GSW has safe way to watch eclipse

Published 10:26 am Monday, August 21, 2017

By Beth Alston

AMERICUS — As the buzz about Monday’s solar eclipse reaches fever pitch, Georgia Southwestern State University (GSW) has plans in place that will allow anyone who can access YouTube to watch the eclipse safely. That is, if weather conditions cooperate. If it is cloudy, it won’t matter.
At GSW’s Centennial Park, Svilen Kostov, Ph.D., will be onsite from 1 p.m. until the eclipse ends a little after 4 p.m. on Monday. Safety glasses will be available for shared usage and other methods viewing as well, such as a pin-hole camera. The public is invited.
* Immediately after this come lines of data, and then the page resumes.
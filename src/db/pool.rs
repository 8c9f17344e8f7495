//! SQLite connection wrapper (lightweight for CLI usage).

use rusqlite::{Connection, Result};
use std::path::Path;

pub struct DbPool {
    pub conn: Connection,
}

impl DbPool {
    pub fn new<P: AsRef<Path>>(path: P) -> Result<Self> {
        let conn = Connection::open(path.as_ref())?;
        Ok(Self { conn })
    }

    /// In-memory database, mostly useful in tests.
    pub fn in_memory() -> Result<Self> {
        Ok(Self {
            conn: Connection::open_in_memory()?,
        })
    }
}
For those who don’t wish to go outside, GSW will be broadcasting live from the Agerton Observatory via GSW’s YouTube channel, found at
The broadcast will last from 1-4:15 p.m.
Sam Peavy, Ph.D., professor of geophysics and environmental geology at GSW, says that safety is the primary concern during this celestial event. Totality will be a little less than 92 percent here, he said.
“Millions of people are going to be looking at this thing,” he said, “and they’re going to be unwittingly doing bad things to their eyes. Even these glasses say ‘do not use with any other optical equipment or eyeglasses.’ And ‘do not use if scratched.’ Finally, it says, ‘limited to three minutes of continued use over several hours,’ which means you look at it, you gaze at it for a few minutes. You don’t stare at it for three hours. That’s just crazy. You are going to damage your eyes. Even with good glasses; you can’t do it.”
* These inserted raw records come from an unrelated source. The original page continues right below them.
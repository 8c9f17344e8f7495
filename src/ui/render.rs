//! Outbound rendering events. The core only pushes formatted values here and
//! never reads anything back.

use crate::models::punch::PunchRecord;
use crate::models::punch_kind::Category;
use std::cell::RefCell;
use std::rc::Rc;

#[derive(Debug, Clone, PartialEq)]
pub enum RenderEvent {
    /// Current wall-clock time, HH:MM:SS.
    Clock(String),
    /// Next required punch.
    NextAction { label: String, category: Category },
    /// Chronometer value, HH:MM:SS.
    Elapsed(String),
    ChronometerVisible(bool),
    /// Summary of the most recent punch.
    LastPunch(String),
    /// Filtered records, most recent first.
    Records(Vec<PunchRecord>),
    /// Transient success message.
    Message(String),
    Warning(String),
}

pub trait RenderSink {
    fn render(&mut self, event: RenderEvent);
}

/// Sink that keeps every event. Clones share the same buffer.
///
/// Test double: the binary renders through `TerminalSink`.
#[derive(Debug, Clone, Default)]
pub struct RecordingSink {
    events: Rc<RefCell<Vec<RenderEvent>>>,
}

impl RecordingSink {
    pub fn new() -> Self {
        Self::default()
    }

    pub fn events(&self) -> Vec<RenderEvent> {
        self.events.borrow().clone()
    }

    pub fn clear(&self) {
        self.events.borrow_mut().clear();
    }

    pub fn last_elapsed(&self) -> Option<String> {
        self.events.borrow().iter().rev().find_map(|e| match e {
            RenderEvent::Elapsed(t) => Some(t.clone()),
            _ => None,
        })
    }

    pub fn warnings(&self) -> Vec<String> {
        self.events
            .borrow()
            .iter()
            .filter_map(|e| match e {
                RenderEvent::Warning(w) => Some(w.clone()),
                _ => None,
            })
            .collect()
    }
}

impl RenderSink for RecordingSink {
    fn render(&mut self, event: RenderEvent) {
        self.events.borrow_mut().push(event);
    }
}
Peavy suggested the following link which includes all kinds of information relative to the eclipse and an interactive map. Another is which also includes safety information.
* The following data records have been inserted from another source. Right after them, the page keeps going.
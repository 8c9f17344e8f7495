//! ANSI color helper utilities for terminal output.

use crate::models::punch_kind::{Category, PunchKind};

pub const RESET: &str = "\x1b[0m";

pub const GREY: &str = "\x1b[90m";

pub const RED: &str = "\x1b[31m";
pub const GREEN: &str = "\x1b[32m";

pub const YELLOW: &str = "\x1b[33m";
pub const BLUE: &str = "\x1b[34m";
pub const CYAN: &str = "\x1b[36m";

/// Color of the next-action banner for a display category.
pub fn color_for_category(category: Category) -> &'static str {
    match category {
        Category::Entry => GREEN,
        Category::Pause => YELLOW,
        Category::Exit => RED,
    }
}

/// Color of a punch kind inside record listings.
pub fn color_for_kind(kind: PunchKind) -> &'static str {
    match kind {
        PunchKind::Entry => GREEN,
        PunchKind::BreakStart => YELLOW,
        PunchKind::BreakEnd => BLUE,
        PunchKind::Exit => RED,
    }
}

pub fn paint(value: &str, color: &str) -> String {
    format!("{color}{value}{RESET}")
}
//! rPunchclock main entrypoint.

use rpunchclock::run;
use rpunchclock::ui::messages::error;

fn main() {
    if let Err(e) = run() {
        error(format!("Error: {}", e));
        std::process::exit(1);
    }
}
Eclipses have been occurring since the beginning of time, and since the earliest days of recorded history, as early as 1223 B.C., astronomers sought to learn about the phenomenon. Chinese historical records include solar eclipses dating back more than 4000 B.C. and by the 1600s, European astronomers had published books about eclipses. (Wikipedia)
In ancient times, people were superstitious of such celestial events. If the sun disappeared in the middle of the day, people thought it was gone forever and mayhem ruled. But as the sun “returned”, the people gave thanks to whatever deity they worshipped.
Today, eclipses, both solar and lunar, but more so the former, are huge events and a reason to party.
Popular culture has long embraced the eclipse. Meatloaf wrote a song about a “total eclipse of the heart” while Pink Floyd titled one of its albums “Dark Side of the Moon.” Carly Simon sings that her self-centered ex-lover flew his “Lear jet up to Nova Scotia to see the total eclipse of the sun.
Poor Cat Stevens, prior to his change of religious beliefs, was being followed by “a moon shadow.” And there are many other examples. Just Google “eclipse songs.”
The U.S. Postal Service has also gotten into the spirit by producing a commemorative “forever” stamp that is heat sensitive. The stamp has a blacked out sun depicted on it and when you put your thumb over it, it changes to the moon’s surface. When heat is withdrawn, the image returns to its blacked out phase.